BEGIN Source data

//! Configuration loader with tier-based merging.
//!
//! Tiers, lowest priority first: embedded defaults, the project directory,
//! the user directory, then environment variables. YAML files are merged
//! field by field, so a tier only needs to name the settings it changes.

use super::types::Config;
use anyhow::Result;
use serde_json::Value;
use std::path::{Path, PathBuf};
use tracing::{debug, warn};

/// Name of the configuration file looked up in each tier directory.
pub const CONFIG_FILE_NAME: &str = "config.yaml";

/// Configuration tier priority (lowest to highest).
#[derive(Debug, Clone, Copy, PartialEq, Eq, PartialOrd, Ord)]
pub enum ConfigTier {
    Defaults = 0,
    Project = 1,
    User = 2,
    Explicit = 3,
    Environment = 4,
}

impl std::fmt::Display for ConfigTier {
    fn fmt(&self, f: &mut std::fmt::Formatter<'_>) -> std::fmt::Result {
        match self {
            ConfigTier::Defaults => write!(f, "defaults"),
            ConfigTier::Project => write!(f, "project"),
            ConfigTier::User => write!(f, "user"),
            ConfigTier::Explicit => write!(f, "explicit"),
            ConfigTier::Environment => write!(f, "environment"),
        }
    }
}

/// Where each tier is read from.
#[derive(Debug, Clone, Default)]
pub struct ConfigPaths {
    /// Explicit config file. When set, the project and user tiers are skipped.
    pub explicit_file: Option<PathBuf>,
    pub project_dir: Option<PathBuf>,
    pub user_dir: Option<PathBuf>,
}

impl ConfigPaths {
    /// Discover configuration paths from environment and defaults.
    pub fn discover() -> Self {
        let explicit_file = std::env::var("TASK_BOT_CONFIG_PATH").ok().map(PathBuf::from);

        // Project dir: TASK_BOT_PROJECT_DIR or $CWD/task-chat-bot
        let project_dir = std::env::var("TASK_BOT_PROJECT_DIR")
            .ok()
            .map(PathBuf::from)
            .or_else(|| Some(PathBuf::from("task-chat-bot")));

        // User dir: TASK_BOT_USER_DIR or ~/.task-chat-bot
        let user_dir = std::env::var("TASK_BOT_USER_DIR")
            .ok()
            .map(PathBuf::from)
            .or_else(|| dirs::home_dir().map(|h| h.join(".task-chat-bot")));

        Self {
            explicit_file,
            project_dir,
            user_dir,
        }
    }

    /// Create paths with explicit directories.
    pub fn with_dirs(project_dir: Option<PathBuf>, user_dir: Option<PathBuf>) -> Self {
        Self {
            explicit_file: None,
            project_dir,
            user_dir,
        }
    }
}

/// Configuration loader that handles tier-based merging.
#[derive(Debug, Clone)]
pub struct ConfigLoader {
    pub paths: ConfigPaths,
    config: Config,
    /// Config files that contributed, lowest tier first.
    sources: Vec<(ConfigTier, PathBuf)>,
}

impl ConfigLoader {
    /// Load configuration with explicit paths.
    pub fn load_with_paths(paths: ConfigPaths) -> Result<Self> {
        if let Some(ref explicit) = paths.explicit_file {
            let mut config = Config::load(explicit)?;
            Self::apply_env_overrides(&mut config);
            config.validate()?;
            let sources = vec![(ConfigTier::Explicit, explicit.clone())];
            return Ok(Self {
                paths,
                config,
                sources,
            });
        }

        let mut merged = serde_json::to_value(Config::default())?;
        let mut sources = Vec::new();

        let tiers = [
            (ConfigTier::Project, paths.project_dir.as_deref()),
            (ConfigTier::User, paths.user_dir.as_deref()),
        ];
        for (tier, dir) in tiers {
            let Some(dir) = dir else { continue };
            let file = dir.join(CONFIG_FILE_NAME);
            if let Some(overlay) = read_yaml(&file, tier) {
                merge_into(&mut merged, overlay);
                sources.push((tier, file));
            }
        }

        let mut config: Config = serde_json::from_value(merged)?;
        Self::apply_env_overrides(&mut config);
        config.validate()?;

        Ok(Self {
            paths,
            config,
            sources,
        })
    }

    fn apply_env_overrides(config: &mut Config) {
        if let Ok(db_path) = std::env::var("TASK_BOT_DB_PATH") {
            config.storage.db_path = PathBuf::from(db_path);
        }

        if let Ok(base_url) = std::env::var("TASK_BOT_API_BASE_URL") {
            let base_url = base_url.trim();
            if !base_url.is_empty() {
                config.telegram.api_base_url = base_url.to_string();
            }
        }
    }

    /// Config files that were merged, lowest tier first.
    pub fn sources(&self) -> &[(ConfigTier, PathBuf)] {
        &self.sources
    }

    pub fn config(&self) -> &Config {
        &self.config
    }

    pub fn config_mut(&mut self) -> &mut Config {
        &mut self.config
    }

    pub fn into_config(self) -> Config {
        self.config
    }
}

// Unreadable or malformed tier files are skipped with a warning rather than
// aborting startup.
fn read_yaml(file: &Path, tier: ConfigTier) -> Option<Value> {
    if !file.exists() {
        return None;
    }
    let content = match std::fs::read_to_string(file) {
        Ok(content) => content,
        Err(e) => {
            warn!(
                tier = %tier,
                path = %file.display(),
                error = %e,
                "Skipping unreadable config file"
            );
            return None;
        }
    };
    match serde_yaml::from_str::<Value>(&content) {
        Ok(value) => {
            debug!(tier = %tier, path = %file.display(), "Loaded config file");
            Some(value)
        }
        Err(e) => {
            warn!(
                tier = %tier,
                path = %file.display(),
                error = %e,
                "Skipping malformed config file"
            );
            None
        }
    }
}

/// Merge `overlay` into `base`. Objects merge key by key, a null overlay
/// keeps the base, anything else replaces it.
pub fn merge_into(base: &mut Value, overlay: Value) {
    match (base, overlay) {
        (Value::Object(base_map), Value::Object(overlay_map)) => {
            for (key, value) in overlay_map {
                match base_map.get_mut(&key) {
                    Some(existing) => merge_into(existing, value),
                    None => {
                        base_map.insert(key, value);
                    }
                }
            }
        }
        (_, Value::Null) => {}
        (base, overlay) => *base = overlay,
    }
}
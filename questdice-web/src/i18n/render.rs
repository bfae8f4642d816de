use crate::i18n::bundle::with_bundle;
use serde_json::Value;
use std::collections::BTreeMap;

#[cfg(target_arch = "wasm32")]
use js_sys::{Array, Intl, Object};

fn get_nested_value<'a>(obj: &'a Value, key: &str) -> Option<&'a Value> {
    key.split('.').try_fold(obj, |current, k| current.get(k))
}

fn fallback_plural(count: f64) -> &'static str {
    if (count - 1.0).abs() < f64::EPSILON {
        "one"
    } else {
        "other"
    }
}

fn plural_category(lang: &str, count: f64) -> String {
    #[cfg(target_arch = "wasm32")]
    {
        let locales = {
            let arr = Array::new();
            arr.push(&wasm_bindgen::JsValue::from_str(lang));
            arr
        };
        let rules = Intl::PluralRules::new(&locales, &Object::new());
        rules
            .select(count)
            .as_string()
            .unwrap_or_else(|| fallback_plural(count).to_string())
    }

    #[cfg(not(target_arch = "wasm32"))]
    {
        let _ = lang;
        fallback_plural(count).to_string()
    }
}

fn render_value(value: &Value, lang: &str, args: Option<&BTreeMap<&str, &str>>) -> Option<String> {
    let mut text = match value {
        Value::String(s) => s.clone(),
        Value::Object(map) => {
            let category = args
                .and_then(|m| m.get("count"))
                .and_then(|count| count.parse::<f64>().ok())
                .map(|count| plural_category(lang, count));
            category
                .and_then(|c| map.get(&c))
                .or_else(|| map.get("_"))
                .and_then(Value::as_str)?
                .to_string()
        }
        _ => return None,
    };

    if let Some(args_map) = args {
        for (k, v) in args_map {
            text = text.replace(&format!("{{{k}}}"), v);
        }
    }
    Some(text)
}

fn resolve(key: &str, args: Option<&BTreeMap<&str, &str>>) -> Option<String> {
    with_bundle(|bundle| {
        get_nested_value(&bundle.translations, key)
            .and_then(|v| render_value(v, &bundle.lang, args))
    })
}

/// Translate a key to the current language
///
/// Returns the key itself when no translation exists.
#[must_use]
pub fn t(key: &str) -> String {
    tr(key, None)
}

/// Translate a key with `{name}` placeholder substitution
///
/// A `count` argument also selects the plural form when the entry is an
/// object keyed by plural category.
#[must_use]
pub fn tr(key: &str, args: Option<&BTreeMap<&str, &str>>) -> String {
    resolve(key, args).unwrap_or_else(|| key.to_string())
}
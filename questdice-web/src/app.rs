use crate::components::footer::Footer;
use crate::pages::not_found::NotFound;
use crate::pages::quest_board::QuestBoardPage;
use crate::router::Route;
use yew::prelude::*;
use yew_router::prelude::*;

#[function_component(App)]
pub fn app() -> Html {
    let router_base = crate::paths::router_base().map(AttrValue::from);
    html! {
        <BrowserRouter basename={router_base}>
            <Switch<Route> render={switch} />
            <Footer />
        </BrowserRouter>
    }
}

fn switch(route: Route) -> Html {
    match route {
        Route::Home => html! { <QuestBoardPage /> },
        Route::NotFound => html! { <NotFoundRoute /> },
    }
}

#[function_component(NotFoundRoute)]
fn not_found_route() -> Html {
    let navigator = use_navigator();
    let location = use_location();
    let path = location
        .map(|loc| AttrValue::from(loc.path().to_string()))
        .unwrap_or_default();
    let on_go_home = Callback::from(move |()| {
        if let Some(nav) = navigator.as_ref() {
            nav.push(&Route::Home);
        }
    });
    html! { <NotFound {path} {on_go_home} /> }
}
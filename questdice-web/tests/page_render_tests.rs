use futures::executor::block_on;
use questdice_web::game::{QuestBoard, QuestBook, initial_board};
use questdice_web::pages::not_found::{NotFound, Props as NotFoundProps};
use questdice_web::pages::quest_board::{Props as QuestBoardProps, QuestBoardPage};
use yew::{AttrValue, Callback, LocalServerRenderer};

#[test]
fn quest_board_renders_embedded_quests() {
    questdice_web::i18n::set_lang("en");
    let board = initial_board();
    let html = block_on(LocalServerRenderer::<QuestBoardPage>::new().render());

    for row in board.rows() {
        assert!(html.contains(row.name()), "missing card for {}", row.name());
    }
    for summary in board.rolling() {
        assert!(html.contains(&summary.name), "missing rolling line for {}", summary.name);
    }
    assert!(html.contains("Dice Earned: 0"));
    assert!(html.contains(&format!("Dice Left: {}", board.totals().left)));
    assert!(html.contains("Rolling Around Board"));
}

#[test]
fn quest_board_reflects_supplied_board_state() {
    questdice_web::i18n::set_lang("en");
    let book = QuestBook::from_json(
        r#"[
            {"name": "Story", "placeholderText": "Chapters", "breakpoints": [[10, 20, 30], [1, 2, 3]]},
            {"name": "Laps", "fromRolling": true, "breakpoints": [[1, 10], [1, 5]]}
        ]"#,
    )
    .unwrap();
    let board = QuestBoard::new(&book)
        .applied(&questdice_web::game::BoardMsg::Progress {
            quest: String::from("Story"),
            raw: String::from("20"),
        })
        .unwrap();
    let html = block_on(
        LocalServerRenderer::<QuestBoardPage>::with_props(QuestBoardProps { board }).render(),
    );
    assert!(html.contains("Dice Earned: 3"));
    assert!(html.contains("Dice Left: 3"));
    assert!(html.contains("6 dice available with breakpoints ranging from 1 to 10"));
}

#[test]
fn empty_board_shows_load_failure() {
    questdice_web::i18n::set_lang("en");
    let html = block_on(
        LocalServerRenderer::<QuestBoardPage>::with_props(QuestBoardProps {
            board: QuestBoard::default(),
        })
        .render(),
    );
    assert!(html.contains("Quest data could not be loaded."));
    assert!(html.contains("Dice Left: 0"));
}

#[test]
fn not_found_mentions_missing_path() {
    questdice_web::i18n::set_lang("en");
    let props = NotFoundProps {
        path: AttrValue::from("/missing"),
        on_go_home: Callback::noop(),
    };
    let html = block_on(LocalServerRenderer::<NotFound>::with_props(props).render());
    assert!(html.contains("Nothing lives at /missing."));
    assert!(html.contains("Back to the quest board"));
}
//! Per-quest progress state and the events it reports upward.
use crate::evaluator::{BreakpointTally, evaluate};
use crate::ledger::DicePair;
use crate::progress::Progress;
use crate::quest::Quest;
use serde::{Deserialize, Serialize};

/// Emitted by a row when its share of the aggregate changes.
#[derive(Debug, Clone, PartialEq, Eq, Serialize, Deserialize)]
pub enum RowEvent {
    ContributionChanged { quest: String, pair: DicePair },
}

/// Progress state for one tracked quest.
#[derive(Debug, Clone, PartialEq, Eq, Serialize, Deserialize)]
pub struct QuestRow {
    quest: Quest,
    raw_input: String,
    progress: Progress,
    included: bool,
    tally: BreakpointTally,
}

impl QuestRow {
    #[must_use]
    pub fn new(quest: Quest) -> Self {
        let tally = BreakpointTally::untouched(&quest.breakpoints);
        let included = quest.included_by_default();
        Self {
            quest,
            raw_input: String::new(),
            progress: Progress::zero(),
            included,
            tally,
        }
    }

    #[must_use]
    pub const fn quest(&self) -> &Quest {
        &self.quest
    }

    #[must_use]
    pub fn name(&self) -> &str {
        &self.quest.name
    }

    /// Text as last typed by the user.
    #[must_use]
    pub fn raw_input(&self) -> &str {
        &self.raw_input
    }

    #[must_use]
    pub const fn progress(&self) -> Progress {
        self.progress
    }

    #[must_use]
    pub const fn included(&self) -> bool {
        self.included
    }

    #[must_use]
    pub const fn tally(&self) -> BreakpointTally {
        self.tally
    }

    #[must_use]
    pub fn total_dice(&self) -> u32 {
        self.quest.total_dice()
    }

    /// What this row adds to the aggregate right now.
    #[must_use]
    pub const fn contribution(&self) -> DicePair {
        if self.included {
            DicePair::new(self.tally.earned, self.tally.left)
        } else {
            DicePair::zero()
        }
    }

    /// Apply newly typed progress text.
    ///
    /// The tally always follows the input; the aggregate is only notified
    /// while the row is included.
    pub fn set_progress(&mut self, raw: &str) -> Option<RowEvent> {
        self.raw_input = raw.to_string();
        self.progress = Progress::parse(raw);
        self.tally = evaluate(&self.quest.breakpoints, self.progress);
        self.included.then(|| self.event())
    }

    /// Toggle inclusion for an optional quest. Required quests ignore this.
    pub fn set_included(&mut self, included: bool) -> Option<RowEvent> {
        if !self.quest.optional {
            return None;
        }
        self.included = included;
        Some(self.event())
    }

    fn event(&self) -> RowEvent {
        RowEvent::ContributionChanged {
            quest: self.quest.name.clone(),
            pair: self.contribution(),
        }
    }
}

#[cfg(test)]
mod tests {
    use super::*;
    use crate::quest::Breakpoints;

    fn quest(optional: bool) -> Quest {
        Quest {
            name: String::from("Arcade High Score"),
            optional,
            from_rolling: false,
            placeholder_text: String::from("Best score"),
            breakpoints: Breakpoints::new(&[10, 20, 30], &[1, 2, 3]),
        }
    }

    fn changed(pair: DicePair) -> Option<RowEvent> {
        Some(RowEvent::ContributionChanged {
            quest: String::from("Arcade High Score"),
            pair,
        })
    }

    #[test]
    fn new_rows_start_untouched() {
        let row = QuestRow::new(quest(false));
        assert!(row.included());
        assert_eq!(row.progress(), Progress::zero());
        assert_eq!(row.raw_input(), "");
        assert_eq!(row.contribution(), DicePair::new(0, 6));

        let optional = QuestRow::new(quest(true));
        assert!(!optional.included());
        assert_eq!(optional.contribution(), DicePair::zero());
    }

    #[test]
    fn progress_reports_while_included() {
        let mut row = QuestRow::new(quest(false));
        assert_eq!(row.set_progress("20"), changed(DicePair::new(3, 3)));
        assert_eq!(row.tally().met, 2);
        assert_eq!(row.raw_input(), "20");
    }

    #[test]
    fn unparseable_progress_resets_to_zero() {
        let mut row = QuestRow::new(quest(false));
        row.set_progress("30");
        assert_eq!(row.set_progress("abc"), changed(DicePair::new(0, 6)));
        assert_eq!(row.progress(), Progress::zero());
        assert_eq!(row.raw_input(), "abc");
    }

    #[test]
    fn excluded_rows_track_progress_silently() {
        let mut row = QuestRow::new(quest(true));
        assert_eq!(row.set_progress("15"), None);
        assert_eq!(row.tally().earned, 1);
        assert_eq!(row.contribution(), DicePair::zero());
    }

    #[test]
    fn toggle_round_trip_restores_contribution() {
        let mut row = QuestRow::new(quest(true));
        row.set_included(true);
        row.set_progress("25");
        let before = row.contribution();
        assert_eq!(row.set_included(false), changed(DicePair::zero()));
        assert_eq!(row.progress(), Progress(25));
        assert_eq!(row.set_included(true), changed(before));
        assert_eq!(row.contribution(), DicePair::new(3, 3));
    }

    #[test]
    fn required_rows_ignore_toggles() {
        let mut row = QuestRow::new(quest(false));
        assert_eq!(row.set_included(false), None);
        assert!(row.included());
    }
}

END Source data

*Problem*: In the entries above, find each line with the word "lowest" and return it.

*Response to this task*:
//! Tiers, lowest priority first: embedded defaults, the project directory,
/// Configuration tier priority (lowest to highest).
    /// Config files that contributed, lowest tier first.
    /// Config files that were merged, lowest tier first.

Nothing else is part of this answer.